Les LFB sont eux aussi formalisés en XML
(section 6). Par exemple, le dernier que nous avons vu,
IPv6NextHop
, sera :
<LFBClassDef LFBClassID="13"> <name>IPv6NextHop</name> <synopsis> The LFB abstracts the process of next hop information application to IPv6 packets. It receives an IPv6 packet with an associated next hop identifier (HopSelector), uses the identifier as a table index to look up a next hop table to find an appropriate output port. </synopsis> <inputPorts> <inputPort group="false"> <name>PktsIn</name> <synopsis> A port for input of unicast IPv6 packets, along with a HopSelector metadata. </synopsis> ... </inputPort> </inputPorts> <outputPorts> ... </outputPorts> <components> <component componentID="1"> <name>IPv6NextHopTable</name> <synopsis> The IPv6NextHopTable component. A HopSelector is used to match the table index to find out a row which contains the next hop information result. </synopsis> <typeRef>IPv6NextHopTableType</typeRef> </component> </components> </LFBClassDef>
Si la tête commence à vous tourner sérieusement, c'est sans doute
normal et prévu. Les auteurs du RFC ont pensé à vous et inclus une
section 7 qui décrit comment on crée une fonction de haut niveau à
partir des LFB de cette bibiothèque standard.

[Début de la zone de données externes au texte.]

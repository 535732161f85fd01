//! Entity id newtypes
//!
//! Actors and items get uuid-backed ids so ownership operations address a
//! specific owned item, not a name. Modifiers carry no id at all; their
//! removal contract is structural equality.

use std::fmt;

use serde::{Deserialize, Serialize};
use uuid::Uuid;

macro_rules! define_id {
    ($name:ident) => {
        #[derive(Debug, Clone, Copy, PartialEq, Eq, Hash, Serialize, Deserialize)]
        pub struct $name(Uuid);

        impl $name {
            pub fn new() -> Self {
                Self(Uuid::new_v4())
            }

            pub fn from_uuid(uuid: Uuid) -> Self {
                Self(uuid)
            }

            pub fn as_uuid(&self) -> &Uuid {
                &self.0
            }

            pub fn to_uuid(self) -> Uuid {
                self.0
            }
        }

        impl Default for $name {
            fn default() -> Self {
                Self::new()
            }
        }

        impl fmt::Display for $name {
            fn fmt(&self, f: &mut fmt::Formatter<'_>) -> fmt::Result {
                write!(f, "{}", self.0)
            }
        }

        impl From<Uuid> for $name {
            fn from(value: Uuid) -> Self {
                Self(value)
            }
        }

        impl From<$name> for Uuid {
            fn from(value: $name) -> Self {
                value.0
            }
        }
    };
}

// Core entity IDs
define_id!(ActorId);
define_id!(ItemId);

#[cfg(test)]
mod tests {
    use super::*;

    #[test]
    fn ids_are_unique_per_new() {
        assert_ne!(ActorId::new(), ActorId::new());
        assert_ne!(ItemId::new(), ItemId::new());
    }

    #[test]
    fn display_matches_inner_uuid() {
        let uuid = Uuid::new_v4();
        let id = ItemId::from_uuid(uuid);
        assert_eq!(id.to_string(), uuid.to_string());
        assert_eq!(id.to_uuid(), uuid);
    }
}
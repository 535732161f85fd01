//! Value objects - Immutable objects defined by their attributes

mod modifier;
mod names;
mod path;
mod provider;
mod sheet;

pub use modifier::{ModifiableValue, Modifier, ModifierKind};
pub use names::{ActorName, ItemName, MAX_NAME_LENGTH};
pub use path::{PathSegment, TargetPath};
pub use provider::Provider;
pub use sheet::{Sheet, SheetNode};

Leur premier exemple est
la transmission de paquets IPv4 et le dessin ne compte pas moins de
treize LFB... (Dont, il est vrai, neuf juste pour Ethernet.) Pour
ajouter ARP, cela prend sept LFB (certains sont
communs par exemple EtherEncap
est utilisé à la
fois par la transmission de paquets IPv4 et par ARP).
Les classes des LFB sont désormais dans un registre IANA, ce qui permettra d'en ajouter plus facilement d'autres.
Voilà, arrivé à ce stade, on a de quoi « fabriquer » un routeur ou plus exactement de quoi le modéliser. En pratique, les vrais routeurs seront bien différents mais ils exporteront aux clients ForCES des fonctions représentées par ces LFB standards, fonctions qu'on pourra configurer avec Forces.